▶ [What you have to do]: Find all lines in the listing that include the word "scale", then copy them.

Start of Block

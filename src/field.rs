//! Borrowed views over column-major complex sample buffers.
//!
//! Sample `(row, col)` lives at linear index `row + col * rows`. This matches the
//! buffers handed over by array hosts that store matrices column by column, and
//! is the layout [`crate::Field`] keeps its values in.

use crate::error::FieldError;
use crate::point::Point;
use crate::rsmethod::output_shape;
use ndarray::{ArrayView2, ArrayViewMut2, ShapeBuilder};
use num_complex::Complex64;

/// Physical pixel size along each axis, in wavelengths.
#[derive(Clone, Copy, Debug, PartialEq)]
pub struct Pitch {
    pub x: f64,
    pub y: f64,
}

impl Pitch {
    pub fn new(x: f64, y: f64) -> Self {
        Pitch { x, y }
    }

    /// Both axes multiplied by `scale`.
    pub fn scaled(self, scale: f64) -> Self {
        Pitch::new(self.x * scale, self.y * scale)
    }

    /// Area of a single pixel.
    pub fn area(self) -> f64 {
        self.x * self.y
    }

    pub(crate) fn validate(self) -> Result<Self, FieldError> {
        if self.x.is_finite() && self.y.is_finite() && self.x > 0.0 && self.y > 0.0 {
            Ok(self)
        } else {
            Err(FieldError::InvalidPitch {
                x: self.x,
                y: self.y,
            })
        }
    }
}

/// Square pixels.
impl From<f64> for Pitch {
    fn from(p: f64) -> Self {
        Pitch::new(p, p)
    }
}

/// `(x, y)` pitch pair.
impl From<(f64, f64)> for Pitch {
    fn from((x, y): (f64, f64)) -> Self {
        Pitch::new(x, y)
    }
}

/// Extents and pitch of a sampled plane, without the samples.
#[derive(Clone, Copy, Debug, PartialEq)]
pub struct Grid {
    rows: usize,
    cols: usize,
    pitch: Pitch,
}

impl Grid {
    pub fn new(rows: usize, cols: usize, pitch: Pitch) -> Result<Self, FieldError> {
        if rows == 0 || cols == 0 {
            return Err(FieldError::EmptyGrid { rows, cols });
        }
        Ok(Grid {
            rows,
            cols,
            pitch: pitch.validate()?,
        })
    }

    pub fn rows(&self) -> usize {
        self.rows
    }

    pub fn cols(&self) -> usize {
        self.cols
    }

    pub fn len(&self) -> usize {
        self.rows * self.cols
    }

    /// True for a resampled grid whose extents rounded down to zero.
    pub fn is_empty(&self) -> bool {
        self.len() == 0
    }

    /// Extents `round(rows * scale)` by `round(cols * scale)`, pitch multiplied by `scale`.
    ///
    /// Either extent may round to zero, giving an empty grid.
    pub fn resampled(&self, scale: f64) -> Grid {
        let (rows, cols) = output_shape(self.rows, self.cols, scale);
        Grid {
            rows,
            cols,
            pitch: self.pitch.scaled(scale),
        }
    }

    pub fn pitch(&self) -> Pitch {
        self.pitch
    }

    /// Position of the centre of pixel `(row, col)` on the plane `z = 0`, with the grid
    /// centred on the origin.
    ///
    /// Indices are not checked.
    #[inline]
    pub fn point_at(&self, row: usize, col: usize) -> Point {
        let x = (col as f64 + 0.5 - 0.5 * self.cols as f64) * self.pitch.x;
        let y = (row as f64 + 0.5 - 0.5 * self.rows as f64) * self.pitch.y;
        Point::new(x, y, 0.0)
    }

    /// Linear column-major index of `(row, col)`.
    #[inline]
    pub fn index(&self, row: usize, col: usize) -> Result<usize, FieldError> {
        if row >= self.rows || col >= self.cols {
            return Err(FieldError::IndexOutOfRange {
                row,
                col,
                rows: self.rows,
                cols: self.cols,
            });
        }
        Ok(row + col * self.rows)
    }

    #[inline]
    fn index_or_abort(&self, row: usize, col: usize) -> usize {
        match self.index(row, col) {
            Ok(i) => i,
            Err(e) => abort_on(e),
        }
    }

    fn check_len(&self, actual: usize) -> Result<(), FieldError> {
        if actual != self.len() {
            return Err(FieldError::ShapeMismatch {
                expected: self.len(),
                actual,
            });
        }
        Ok(())
    }
}

// out of range access is a caller defect
#[cold]
#[inline(never)]
fn abort_on(e: FieldError) -> ! {
    panic!("{}", e)
}

/// Read-only view of a sampled field over a borrowed buffer.
#[derive(Clone, Copy, Debug)]
pub struct FieldView<'a> {
    grid: Grid,
    data: &'a [Complex64],
}

impl<'a> FieldView<'a> {
    pub fn new(
        rows: usize,
        cols: usize,
        pitch: impl Into<Pitch>,
        data: &'a [Complex64],
    ) -> Result<Self, FieldError> {
        let grid = Grid::new(rows, cols, pitch.into())?;
        grid.check_len(data.len())?;
        Ok(FieldView { grid, data })
    }

    pub fn grid(&self) -> Grid {
        self.grid
    }

    pub fn rows(&self) -> usize {
        self.grid.rows
    }

    pub fn cols(&self) -> usize {
        self.grid.cols
    }

    pub fn pitch(&self) -> Pitch {
        self.grid.pitch
    }

    pub fn point_at(&self, row: usize, col: usize) -> Point {
        self.grid.point_at(row, col)
    }

    /// Sample at `(row, col)`.
    ///
    /// # Panics
    /// If either index is outside the field.
    #[inline]
    pub fn get(&self, row: usize, col: usize) -> Complex64 {
        self.data[self.grid.index_or_abort(row, col)]
    }

    pub fn try_get(&self, row: usize, col: usize) -> Result<Complex64, FieldError> {
        Ok(self.data[self.grid.index(row, col)?])
    }

    /// The samples in column-major order.
    pub fn as_slice(&self) -> &'a [Complex64] {
        self.data
    }

    /// The samples as a `rows x cols` array, indexed `[row, col]`.
    pub fn as_array(&self) -> ArrayView2<'a, Complex64> {
        ArrayView2::from_shape((self.grid.rows, self.grid.cols).f(), self.data)
            .expect("buffer length is checked on construction")
    }
}

/// Exclusive view of a sampled field over a borrowed buffer.
#[derive(Debug)]
pub struct FieldViewMut<'a> {
    grid: Grid,
    data: &'a mut [Complex64],
}

impl<'a> FieldViewMut<'a> {
    pub fn new(
        rows: usize,
        cols: usize,
        pitch: impl Into<Pitch>,
        data: &'a mut [Complex64],
    ) -> Result<Self, FieldError> {
        let grid = Grid::new(rows, cols, pitch.into())?;
        grid.check_len(data.len())?;
        Ok(FieldViewMut { grid, data })
    }

    pub fn grid(&self) -> Grid {
        self.grid
    }

    pub fn rows(&self) -> usize {
        self.grid.rows
    }

    pub fn cols(&self) -> usize {
        self.grid.cols
    }

    pub fn pitch(&self) -> Pitch {
        self.grid.pitch
    }

    pub fn point_at(&self, row: usize, col: usize) -> Point {
        self.grid.point_at(row, col)
    }

    /// # Panics
    /// If either index is outside the field.
    #[inline]
    pub fn get(&self, row: usize, col: usize) -> Complex64 {
        self.data[self.grid.index_or_abort(row, col)]
    }

    /// # Panics
    /// If either index is outside the field.
    #[inline]
    pub fn set(&mut self, row: usize, col: usize, value: Complex64) {
        let i = self.grid.index_or_abort(row, col);
        self.data[i] = value;
    }

    pub fn try_get(&self, row: usize, col: usize) -> Result<Complex64, FieldError> {
        Ok(self.data[self.grid.index(row, col)?])
    }

    pub fn try_set(&mut self, row: usize, col: usize, value: Complex64) -> Result<(), FieldError> {
        let i = self.grid.index(row, col)?;
        self.data[i] = value;
        Ok(())
    }

    /// Reborrow as a read-only view.
    pub fn view(&self) -> FieldView<'_> {
        FieldView {
            grid: self.grid,
            data: &*self.data,
        }
    }

    pub fn as_slice_mut(&mut self) -> &mut [Complex64] {
        &mut *self.data
    }

    /// The samples as a mutable `rows x cols` array, indexed `[row, col]`.
    pub fn as_array_mut(&mut self) -> ArrayViewMut2<'_, Complex64> {
        ArrayViewMut2::from_shape((self.grid.rows, self.grid.cols).f(), &mut *self.data)
            .expect("buffer length is checked on construction")
    }
}

#[cfg(test)]
mod tests {
    use super::*;
    use approx::assert_abs_diff_eq;

    fn pattern(rows: usize, cols: usize) -> Vec<Complex64> {
        (0..rows * cols)
            .map(|i| Complex64::new(i as f64, -(i as f64) * 0.5))
            .collect()
    }

    #[test]
    fn index_is_column_major() {
        let data = pattern(3, 4);
        let view = FieldView::new(3, 4, 1.0, &data).unwrap();

        assert_eq!(view.get(0, 0), data[0]);
        assert_eq!(view.get(2, 0), data[2]);
        assert_eq!(view.get(0, 1), data[3]);
        assert_eq!(view.get(1, 3), data[1 + 3 * 3]);
        assert_eq!(view.as_array()[[1, 3]], view.get(1, 3));
    }

    #[test]
    fn points_are_pixel_centres_about_origin() {
        let data = pattern(2, 3);
        let view = FieldView::new(2, 3, (2.0, 0.5), &data).unwrap();

        let p = view.point_at(0, 0);
        assert_abs_diff_eq!(p.x, -2.0, epsilon = 1e-12);
        assert_abs_diff_eq!(p.y, -0.25, epsilon = 1e-12);
        assert_eq!(p.z, 0.0);

        let p = view.point_at(1, 1);
        assert_abs_diff_eq!(p.x, 0.0, epsilon = 1e-12);
        assert_abs_diff_eq!(p.y, 0.25, epsilon = 1e-12);

        let p = view.point_at(1, 2);
        assert_abs_diff_eq!(p.x, 2.0, epsilon = 1e-12);
    }

    #[test]
    fn construction_rejects_bad_buffers() {
        let data = pattern(2, 2);
        assert_eq!(
            FieldView::new(2, 3, 1.0, &data).unwrap_err(),
            FieldError::ShapeMismatch {
                expected: 6,
                actual: 4
            }
        );
        assert_eq!(
            FieldView::new(0, 4, 1.0, &data).unwrap_err(),
            FieldError::EmptyGrid { rows: 0, cols: 4 }
        );
        assert!(matches!(
            FieldView::new(2, 2, (1.0, 0.0), &data),
            Err(FieldError::InvalidPitch { .. })
        ));
        assert!(matches!(
            FieldView::new(2, 2, f64::NAN, &data),
            Err(FieldError::InvalidPitch { .. })
        ));
    }

    #[test]
    fn resampled_grid_may_be_empty() {
        let grid = Grid::new(3, 5, Pitch::new(0.5, 2.0)).unwrap();
        assert!(!grid.is_empty());

        let up = grid.resampled(2.0);
        assert_eq!((up.rows(), up.cols()), (6, 10));
        assert_eq!(up.pitch(), Pitch::new(1.0, 4.0));

        let down = grid.resampled(0.1);
        assert_eq!((down.rows(), down.cols()), (0, 1));
        assert!(down.is_empty());
    }

    #[test]
    fn try_access_reports_out_of_range() {
        let mut data = pattern(2, 2);
        let mut view = FieldViewMut::new(2, 2, 1.0, &mut data).unwrap();

        assert_eq!(
            view.try_get(2, 0),
            Err(FieldError::IndexOutOfRange {
                row: 2,
                col: 0,
                rows: 2,
                cols: 2
            })
        );
        assert!(view.try_set(0, 2, Complex64::new(1.0, 0.0)).is_err());
        assert!(view.try_set(1, 1, Complex64::new(9.0, 1.0)).is_ok());
        assert_eq!(view.get(1, 1), Complex64::new(9.0, 1.0));
        drop(view);
        assert_eq!(data[3], Complex64::new(9.0, 1.0));
    }

    #[test]
    #[should_panic(expected = "outside range")]
    fn get_panics_past_last_row() {
        let data = pattern(2, 3);
        let view = FieldView::new(2, 3, 1.0, &data).unwrap();
        view.get(2, 0);
    }

    #[test]
    #[should_panic(expected = "outside range")]
    fn set_panics_past_last_col() {
        let mut data = pattern(2, 3);
        let mut view = FieldViewMut::new(2, 3, 1.0, &mut data).unwrap();
        view.set(0, 3, Complex64::new(0.0, 0.0));
    }
}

End of Block

▶ [Your solution]:
    /// Both axes multiplied by `scale`.
    pub fn scaled(self, scale: f64) -> Self {
        Pitch::new(self.x * scale, self.y * scale)
    /// Extents `round(rows * scale)` by `round(cols * scale)`, pitch multiplied by `scale`.
    pub fn resampled(&self, scale: f64) -> Grid {
        let (rows, cols) = output_shape(self.rows, self.cols, scale);
            pitch: self.pitch.scaled(scale),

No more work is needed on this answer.